# Find an integral domain $D$ containing an irreducible element $p$ such that $D/\langle p \rangle$ is not a field.

Find an integral domain $D$ containing an irreducible element $p$ such that $D/\langle p \rangle$ is not a field.

I'm working on homework. I think I need to find p such that the ideal generated by $p$ is not maximal. So I think I need an integral domain which is not a PID. If $p$ did not have to be irreducible, I think I could use the ideal genrated by $x^2 \in \mathbb Z[x]$. Any suggestions?
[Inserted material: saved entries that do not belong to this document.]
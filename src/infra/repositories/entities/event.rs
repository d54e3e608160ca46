//! Event database entity.
//!
//! Organizer links live in `event_organizers`; converting a row into the
//! domain [`Event`] needs them supplied separately.

use sea_orm::entity::prelude::*;

use crate::domain::{Event, EventType};

#[derive(Clone, Debug, PartialEq, Eq, DeriveEntityModel)]
#[sea_orm(table_name = "events")]
pub struct Model {
    #[sea_orm(primary_key, auto_increment = false)]
    pub id: Uuid,
    pub title: String,
    #[sea_orm(column_type = "Text")]
    pub description: String,
    pub start_at: DateTimeUtc,
    pub end_at: DateTimeUtc,
    pub event_type: String,
    pub venue: Option<String>,
    #[sea_orm(column_type = "Text", nullable)]
    pub join_link: Option<String>,
    pub contact_info: Option<String>,
    #[sea_orm(column_type = "Text", nullable)]
    pub thumbnail: Option<String>,
    pub total_seats: Option<i32>,
    pub confirmed_count: i32,
    pub created_at: DateTimeUtc,
    pub updated_at: DateTimeUtc,
    pub deleted_at: Option<DateTimeUtc>,
}

#[derive(Copy, Clone, Debug, EnumIter, DeriveRelation)]
pub enum Relation {
    #[sea_orm(has_many = "super::participant::Entity")]
    Participant,
    #[sea_orm(has_many = "super::event_organizer::Entity")]
    EventOrganizer,
}

impl Related<super::participant::Entity> for Entity {
    fn to() -> RelationDef {
        Relation::Participant.def()
    }
}

impl Related<super::event_organizer::Entity> for Entity {
    fn to() -> RelationDef {
        Relation::EventOrganizer.def()
    }
}

impl ActiveModelBehavior for ActiveModel {}

impl Model {
    pub fn into_event(self, organizer_ids: Vec<Uuid>) -> Event {
        let event_type = self.event_type.parse().unwrap_or_else(|_| {
            tracing::warn!(
                event_id = %self.id,
                kind = %self.event_type,
                "Unknown stored event type"
            );
            EventType::Onsite
        });

        Event {
            id: self.id,
            title: self.title,
            description: self.description,
            start_at: self.start_at,
            end_at: self.end_at,
            event_type,
            venue: self.venue,
            join_link: self.join_link,
            contact_info: self.contact_info,
            thumbnail: self.thumbnail,
            total_seats: self.total_seats,
            confirmed_count: self.confirmed_count,
            organizer_ids,
            created_at: self.created_at,
            updated_at: self.updated_at,
            deleted_at: self.deleted_at,
        }
    }
}

impl From<&Event> for ActiveModel {
    fn from(event: &Event) -> Self {
        use sea_orm::Set;

        ActiveModel {
            id: Set(event.id),
            title: Set(event.title.clone()),
            description: Set(event.description.clone()),
            start_at: Set(event.start_at),
            end_at: Set(event.end_at),
            event_type: Set(event.event_type.as_str().to_string()),
            venue: Set(event.venue.clone()),
            join_link: Set(event.join_link.clone()),
            contact_info: Set(event.contact_info.clone()),
            thumbnail: Set(event.thumbnail.clone()),
            total_seats: Set(event.total_seats),
            confirmed_count: Set(event.confirmed_count),
            created_at: Set(event.created_at),
            updated_at: Set(event.updated_at),
            deleted_at: Set(event.deleted_at),
        }
    }
}
//! Event service tests: creation rules, organizer-only maintenance and
//! listing filters.

mod common;

use chrono::{Duration, Utc};

use eventhub_api::domain::{Decision, EventFilter, EventPatch, EventQuery, EventType, UserRole};
use eventhub_api::errors::AppError;
use eventhub_api::services::ServiceContainer;

use common::{online_event, onsite_event, spawn_app};

#[tokio::test]
async fn test_create_event_makes_creator_organizer() {
    let app = spawn_app().await;
    let organizer = app.register("org@example.com", UserRole::Organizer).await;

    let event = app.create_event(&organizer, Some(10)).await;
    let stored = app.services.events().get_event(event.id).await.unwrap();

    assert_eq!(stored.organizer_ids, vec![organizer.id]);
    assert_eq!(stored.total_seats, Some(10));
    assert_eq!(stored.confirmed_count, 0);
}

#[tokio::test]
async fn test_create_event_enforces_invariants() {
    let app = spawn_app().await;
    let organizer = app.register("org@example.com", UserRole::Organizer).await;
    let events = app.services.events();

    let mut backwards = online_event("Backwards", None);
    backwards.end_at = backwards.start_at - Duration::hours(1);

    let mut no_venue = onsite_event("Nowhere", "Hall A");
    no_venue.venue = Some("   ".into());

    let mut no_link = online_event("Linkless", None);
    no_link.join_link = None;

    for data in [backwards, no_venue, no_link] {
        let result = events.create_event(organizer.id, data).await;
        assert!(matches!(result, Err(AppError::Validation(_))));
    }
}

#[tokio::test]
async fn test_only_organizers_of_the_event_may_update_it() {
    let app = spawn_app().await;
    let owner = app.register("owner@example.com", UserRole::Organizer).await;
    let other = app.register("other@example.com", UserRole::Organizer).await;
    let event = app.create_event(&owner, None).await;

    let patch = EventPatch {
        title: Some("Hijacked".into()),
        ..Default::default()
    };
    let result = app.services.events().update_event(other.id, event.id, patch).await;
    assert!(matches!(result, Err(AppError::Forbidden)));

    let patch = EventPatch {
        title: Some("Rust meetup #2".into()),
        ..Default::default()
    };
    let updated = app
        .services
        .events()
        .update_event(owner.id, event.id, patch)
        .await
        .unwrap();
    assert_eq!(updated.title, "Rust meetup #2");
    assert_eq!(updated.description, event.description);
}

#[tokio::test]
async fn test_update_revalidates_merged_event() {
    let app = spawn_app().await;
    let owner = app.register("owner@example.com", UserRole::Organizer).await;
    let event = app.create_event(&owner, Some(5)).await;
    let events = app.services.events();

    // Switching to onsite without a venue
    let patch = EventPatch {
        event_type: Some(EventType::Onsite),
        ..Default::default()
    };
    let result = events.update_event(owner.id, event.id, patch).await;
    assert!(matches!(result, Err(AppError::Validation(_))));

    let patch = EventPatch {
        unlimited_seats: true,
        ..Default::default()
    };
    let updated = events.update_event(owner.id, event.id, patch).await.unwrap();
    assert_eq!(updated.total_seats, None);
}

#[tokio::test]
async fn test_seats_cannot_drop_below_approved_count() {
    let app = spawn_app().await;
    let owner = app.register("owner@example.com", UserRole::Organizer).await;
    let event = app.create_event(&owner, Some(3)).await;

    for email in ["p1@example.com", "p2@example.com"] {
        let user = app.register(email, UserRole::Participant).await;
        let request = app
            .services
            .participants()
            .request_join(user.id, event.id)
            .await
            .unwrap();
        app.services
            .participants()
            .decide(owner.id, request.id, Decision::Approved)
            .await
            .unwrap();
    }

    let patch = EventPatch {
        total_seats: Some(1),
        ..Default::default()
    };
    let result = app.services.events().update_event(owner.id, event.id, patch).await;
    assert!(matches!(result, Err(AppError::Validation(_))));

    let patch = EventPatch {
        total_seats: Some(2),
        ..Default::default()
    };
    let updated = app
        .services
        .events()
        .update_event(owner.id, event.id, patch)
        .await
        .unwrap();
    assert_eq!(updated.total_seats, Some(2));
    assert_eq!(updated.confirmed_count, 2);
}

#[tokio::test]
async fn test_delete_event_hides_it_and_drops_requests() {
    let app = spawn_app().await;
    let owner = app.register("owner@example.com", UserRole::Organizer).await;
    let guest = app.register("guest@example.com", UserRole::Participant).await;
    let event = app.create_event(&owner, None).await;
    let request = app
        .services
        .participants()
        .request_join(guest.id, event.id)
        .await
        .unwrap();

    assert!(matches!(
        app.services.events().delete_event(guest.id, event.id).await,
        Err(AppError::Forbidden)
    ));
    app.services.events().delete_event(owner.id, event.id).await.unwrap();

    assert!(matches!(
        app.services.events().get_event(event.id).await,
        Err(AppError::NotFound)
    ));
    assert!(matches!(
        app.services.participants().cancel(guest.id, request.id).await,
        Err(AppError::NotFound)
    ));
    assert!(matches!(
        app.services.events().delete_event(owner.id, event.id).await,
        Err(AppError::NotFound)
    ));

    let listed = app
        .services
        .events()
        .list_events(EventQuery::default())
        .await
        .unwrap();
    assert_eq!(listed.meta.total, 0);
}

#[tokio::test]
async fn test_list_events_filters_and_paginates() {
    let app = spawn_app().await;
    let owner = app.register("owner@example.com", UserRole::Organizer).await;
    let events = app.services.events();

    events
        .create_event(owner.id, online_event("Rust meetup", None))
        .await
        .unwrap();
    events
        .create_event(owner.id, onsite_event("Go night", "Hall B"))
        .await
        .unwrap();

    let mut finished = online_event("Rust retro", None);
    finished.start_at = Utc::now() - Duration::days(3);
    finished.end_at = finished.start_at + Duration::hours(2);
    events.create_event(owner.id, finished).await.unwrap();

    let search = events
        .list_events(EventQuery {
            search: Some("RUST".into()),
            ..Default::default()
        })
        .await
        .unwrap();
    assert_eq!(search.meta.total, 2);

    let onsite = events
        .list_events(EventQuery {
            event_type: Some(EventType::Onsite),
            ..Default::default()
        })
        .await
        .unwrap();
    assert_eq!(onsite.meta.total, 1);
    assert_eq!(onsite.data[0].title, "Go night");

    let past = events
        .list_events(EventQuery {
            filter: Some(EventFilter::Past),
            ..Default::default()
        })
        .await
        .unwrap();
    assert_eq!(past.meta.total, 1);
    assert_eq!(past.data[0].title, "Rust retro");

    let incoming = events
        .list_events(EventQuery {
            filter: Some(EventFilter::Incoming),
            ..Default::default()
        })
        .await
        .unwrap();
    assert_eq!(incoming.meta.total, 2);

    let paged = events
        .list_events(EventQuery {
            page: Some(2),
            per_page: Some(2),
            ..Default::default()
        })
        .await
        .unwrap();
    assert_eq!(paged.data.len(), 1);
    assert_eq!(paged.meta.total, 3);
    assert_eq!(paged.meta.total_pages, 2);
}

#[tokio::test]
async fn test_list_my_events_only_returns_own_events() {
    let app = spawn_app().await;
    let mine = app.register("mine@example.com", UserRole::Organizer).await;
    let theirs = app.register("theirs@example.com", UserRole::Organizer).await;
    let own_event = app.create_event(&mine, None).await;
    app.create_event(&theirs, None).await;

    let listed = app
        .services
        .events()
        .list_my_events(mine.id, EventQuery::default())
        .await
        .unwrap();

    assert_eq!(listed.meta.total, 1);
    assert_eq!(listed.data[0].id, own_event.id);
}
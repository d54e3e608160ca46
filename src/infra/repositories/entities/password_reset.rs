//! Password reset request database entity.

use sea_orm::entity::prelude::*;

use crate::domain::PasswordReset;

#[derive(Clone, Debug, PartialEq, Eq, DeriveEntityModel)]
#[sea_orm(table_name = "password_resets")]
pub struct Model {
    #[sea_orm(primary_key, auto_increment = false)]
    pub id: Uuid,
    pub user_id: Uuid,
    #[sea_orm(unique, column_type = "Text")]
    pub token: String,
    pub expires_at: DateTimeUtc,
    pub created_at: DateTimeUtc,
}

#[derive(Copy, Clone, Debug, EnumIter, DeriveRelation)]
pub enum Relation {
    #[sea_orm(
        belongs_to = "super::user::Entity",
        from = "Column::UserId",
        to = "super::user::Column::Id",
        on_delete = "Cascade"
    )]
    User,
}

impl Related<super::user::Entity> for Entity {
    fn to() -> RelationDef {
        Relation::User.def()
    }
}

impl ActiveModelBehavior for ActiveModel {}

impl From<Model> for PasswordReset {
    fn from(model: Model) -> Self {
        PasswordReset {
            id: model.id,
            user_id: model.user_id,
            token: model.token,
            expires_at: model.expires_at,
            created_at: model.created_at,
        }
    }
}
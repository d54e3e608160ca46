//! Event repository.
//!
//! Reads go through [`EventRepository`]; writes happen inside a unit of work
//! using the connection-generic helpers below.

use std::collections::HashMap;

use async_trait::async_trait;
use chrono::Utc;
use sea_orm::sea_query::{Expr, Func, Query};
use sea_orm::{
    ActiveModelTrait, ColumnTrait, ConnectionTrait, DatabaseConnection, EntityTrait,
    PaginatorTrait, QueryFilter, QueryOrder, QuerySelect, Select,
};
use uuid::Uuid;

use super::entities::event::{self, ActiveModel, Entity as EventEntity};
use super::entities::event_organizer::{self, Entity as EventOrganizerEntity};
use crate::domain::{Event, EventFilter, EventQuery};
use crate::errors::{AppError, AppResult};

#[cfg(any(test, feature = "test-utils"))]
use mockall::automock;

#[cfg_attr(any(test, feature = "test-utils"), automock)]
#[async_trait]
pub trait EventRepository: Send + Sync {
    /// Find a live (not soft-deleted) event with its organizers
    async fn find_by_id(&self, id: Uuid) -> AppResult<Option<Event>>;

    /// Page through live events, optionally only those run by `organizer_id`
    async fn list(
        &self,
        query: EventQuery,
        organizer_id: Option<Uuid>,
        page: u64,
        per_page: u64,
    ) -> AppResult<(Vec<Event>, u64)>;
}

pub struct EventStore {
    db: DatabaseConnection,
}

impl EventStore {
    pub fn new(db: DatabaseConnection) -> Self {
        Self { db }
    }
}

#[async_trait]
impl EventRepository for EventStore {
    async fn find_by_id(&self, id: Uuid) -> AppResult<Option<Event>> {
        let Some(model) = live(EventEntity::find_by_id(id)).one(&self.db).await? else {
            return Ok(None);
        };

        let mut organizers = organizers_for(&self.db, &[model.id]).await?;
        let ids = organizers.remove(&model.id).unwrap_or_default();
        Ok(Some(model.into_event(ids)))
    }

    async fn list(
        &self,
        query: EventQuery,
        organizer_id: Option<Uuid>,
        page: u64,
        per_page: u64,
    ) -> AppResult<(Vec<Event>, u64)> {
        let mut select = live(EventEntity::find());

        if let Some(organizer_id) = organizer_id {
            select = select.filter(
                event::Column::Id.in_subquery(
                    Query::select()
                        .column(event_organizer::Column::EventId)
                        .from(EventOrganizerEntity)
                        .and_where(event_organizer::Column::UserId.eq(organizer_id))
                        .to_owned(),
                ),
            );
        }

        let now = Utc::now();
        select = match query.filter {
            Some(EventFilter::Incoming) => select
                .filter(event::Column::StartAt.gt(now))
                .order_by_asc(event::Column::StartAt),
            Some(EventFilter::Past) => select
                .filter(event::Column::EndAt.lt(now))
                .order_by_desc(event::Column::StartAt),
            Some(EventFilter::Live) => select
                .filter(event::Column::StartAt.lte(now))
                .filter(event::Column::EndAt.gte(now))
                .order_by_asc(event::Column::EndAt),
            None => select.order_by_desc(event::Column::StartAt),
        };

        if let Some(term) = query.search.as_deref().map(str::trim).filter(|s| !s.is_empty()) {
            let pattern = format!("%{}%", term.to_lowercase());
            select = select
                .filter(Expr::expr(Func::lower(Expr::col(event::Column::Title))).like(pattern));
        }

        if let Some(event_type) = query.event_type {
            select = select.filter(event::Column::EventType.eq(event_type.as_str()));
        }

        let paginator = select.paginate(&self.db, per_page);
        let total = paginator.num_items().await?;
        let models = paginator.fetch_page(page.saturating_sub(1)).await?;

        let ids: Vec<Uuid> = models.iter().map(|m| m.id).collect();
        let mut organizers = organizers_for(&self.db, &ids).await?;

        let events = models
            .into_iter()
            .map(|m| {
                let ids = organizers.remove(&m.id).unwrap_or_default();
                m.into_event(ids)
            })
            .collect();

        Ok((events, total))
    }
}

fn live(select: Select<EventEntity>) -> Select<EventEntity> {
    select.filter(event::Column::DeletedAt.is_null())
}

/// Organizer ids grouped by event id.
pub(crate) async fn organizers_for<C: ConnectionTrait>(
    conn: &C,
    event_ids: &[Uuid],
) -> AppResult<HashMap<Uuid, Vec<Uuid>>> {
    let mut grouped: HashMap<Uuid, Vec<Uuid>> = HashMap::new();
    if event_ids.is_empty() {
        return Ok(grouped);
    }

    let links = EventOrganizerEntity::find()
        .filter(event_organizer::Column::EventId.is_in(event_ids.iter().copied()))
        .all(conn)
        .await?;

    for link in links {
        grouped.entry(link.event_id).or_default().push(link.user_id);
    }
    Ok(grouped)
}

/// Load a live event and take a row lock on it for the rest of the
/// transaction. Concurrent decisions on the same event queue up here.
pub(crate) async fn find_for_update<C: ConnectionTrait>(
    conn: &C,
    id: Uuid,
) -> AppResult<Option<Event>> {
    let Some(model) = live(EventEntity::find_by_id(id))
        .lock_exclusive()
        .one(conn)
        .await?
    else {
        return Ok(None);
    };

    let mut organizers = organizers_for(conn, &[model.id]).await?;
    let ids = organizers.remove(&model.id).unwrap_or_default();
    Ok(Some(model.into_event(ids)))
}

pub(crate) async fn insert<C: ConnectionTrait>(conn: &C, event: &Event) -> AppResult<()> {
    ActiveModel::from(event).insert(conn).await?;

    let links = event
        .organizer_ids
        .iter()
        .map(|user_id| event_organizer::ActiveModel {
            event_id: sea_orm::Set(event.id),
            user_id: sea_orm::Set(*user_id),
        });
    EventOrganizerEntity::insert_many(links)
        .exec_without_returning(conn)
        .await?;

    Ok(())
}

/// Persist every scalar field of an event. Organizer links are untouched.
pub(crate) async fn update<C: ConnectionTrait>(conn: &C, event: &Event) -> AppResult<()> {
    ActiveModel::from(event).update(conn).await?;
    Ok(())
}

pub(crate) async fn set_confirmed_count<C: ConnectionTrait>(
    conn: &C,
    id: Uuid,
    count: i32,
) -> AppResult<()> {
    let result = EventEntity::update_many()
        .col_expr(event::Column::ConfirmedCount, Expr::value(count))
        .col_expr(event::Column::UpdatedAt, Expr::value(Utc::now()))
        .filter(event::Column::Id.eq(id))
        .exec(conn)
        .await?;

    if result.rows_affected == 0 {
        return Err(AppError::NotFound);
    }
    Ok(())
}

pub(crate) async fn soft_delete<C: ConnectionTrait>(conn: &C, id: Uuid) -> AppResult<()> {
    let now = Utc::now();
    let result = EventEntity::update_many()
        .col_expr(event::Column::DeletedAt, Expr::value(now))
        .col_expr(event::Column::ConfirmedCount, Expr::value(0))
        .col_expr(event::Column::UpdatedAt, Expr::value(now))
        .filter(event::Column::Id.eq(id))
        .filter(event::Column::DeletedAt.is_null())
        .exec(conn)
        .await?;

    if result.rows_affected == 0 {
        return Err(AppError::NotFound);
    }
    Ok(())
}
//! SeaORM entity definitions
//!
//! These are database-specific entities separate from domain models.

pub mod event;
pub mod event_organizer;
pub mod participant;
pub mod password_reset;
pub mod refresh_token;
pub mod user;
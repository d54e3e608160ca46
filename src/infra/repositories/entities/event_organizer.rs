//! Event ownership link (many-to-many between events and users).

use sea_orm::entity::prelude::*;

#[derive(Clone, Debug, PartialEq, Eq, DeriveEntityModel)]
#[sea_orm(table_name = "event_organizers")]
pub struct Model {
    #[sea_orm(primary_key, auto_increment = false)]
    pub event_id: Uuid,
    #[sea_orm(primary_key, auto_increment = false)]
    pub user_id: Uuid,
}

#[derive(Copy, Clone, Debug, EnumIter, DeriveRelation)]
pub enum Relation {
    #[sea_orm(
        belongs_to = "super::event::Entity",
        from = "Column::EventId",
        to = "super::event::Column::Id",
        on_delete = "Cascade"
    )]
    Event,
    #[sea_orm(
        belongs_to = "super::user::Entity",
        from = "Column::UserId",
        to = "super::user::Column::Id",
        on_delete = "Cascade"
    )]
    User,
}

impl Related<super::event::Entity> for Entity {
    fn to() -> RelationDef {
        Relation::Event.def()
    }
}

impl Related<super::user::Entity> for Entity {
    fn to() -> RelationDef {
        Relation::User.def()
    }
}

impl ActiveModelBehavior for ActiveModel {}
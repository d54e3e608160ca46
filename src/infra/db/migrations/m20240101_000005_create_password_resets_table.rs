//! Migration: Create password_resets table.

use sea_orm_migration::prelude::*;

use super::m20240101_000001_create_users_table::Users;

#[derive(DeriveMigrationName)]
pub struct Migration;

#[async_trait::async_trait]
impl MigrationTrait for Migration {
    async fn up(&self, manager: &SchemaManager) -> Result<(), DbErr> {
        manager
            .create_table(
                Table::create()
                    .table(PasswordResets::Table)
                    .if_not_exists()
                    .col(
                        ColumnDef::new(PasswordResets::Id)
                            .uuid()
                            .not_null()
                            .primary_key(),
                    )
                    .col(ColumnDef::new(PasswordResets::UserId).uuid().not_null())
                    .col(
                        ColumnDef::new(PasswordResets::Token)
                            .text()
                            .not_null()
                            .unique_key(),
                    )
                    .col(
                        ColumnDef::new(PasswordResets::ExpiresAt)
                            .timestamp_with_time_zone()
                            .not_null(),
                    )
                    .col(
                        ColumnDef::new(PasswordResets::CreatedAt)
                            .timestamp_with_time_zone()
                            .not_null()
                            .default(Expr::current_timestamp()),
                    )
                    .foreign_key(
                        ForeignKey::create()
                            .name("fk_password_resets_user_id")
                            .from(PasswordResets::Table, PasswordResets::UserId)
                            .to(Users::Table, Users::Id)
                            .on_delete(ForeignKeyAction::Cascade),
                    )
                    .to_owned(),
            )
            .await
    }

    async fn down(&self, manager: &SchemaManager) -> Result<(), DbErr> {
        manager
            .drop_table(Table::drop().table(PasswordResets::Table).to_owned())
            .await
    }
}

#[derive(Iden)]
enum PasswordResets {
    Table,
    Id,
    UserId,
    Token,
    ExpiresAt,
    CreatedAt,
}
• Why not take $x$ instead of $x^2$? – Ben Mar 2 '15 at 23:49
• I was thinking that the ideal generated by x was maximal. – OLP Mar 2 '15 at 23:51
• @OLP: $\mathbb{Z}[x]/<x>\simeq \mathbb{Z}$ which is not a field, so $<x>$ is not maximal. – walkar Mar 2 '15 at 23:53
• @OLP, it depends on what $k$ is. If $k = \mathbb Z$ and you're looking at $k[x]$, $(x) \subsetneq (2, x)$ and so it's not maximal. – Robert Cardona Mar 2 '15 at 23:53
• Thanks, both of you. This stuff is all so new. I, still learning to use the higher level theorems and to stop thinking in terms of manipulating elements. – OLP Mar 2 '15 at 23:57

Try $D=K[x,y]$ and $p=x$, where $K$ is an integral domain (a field, for instance).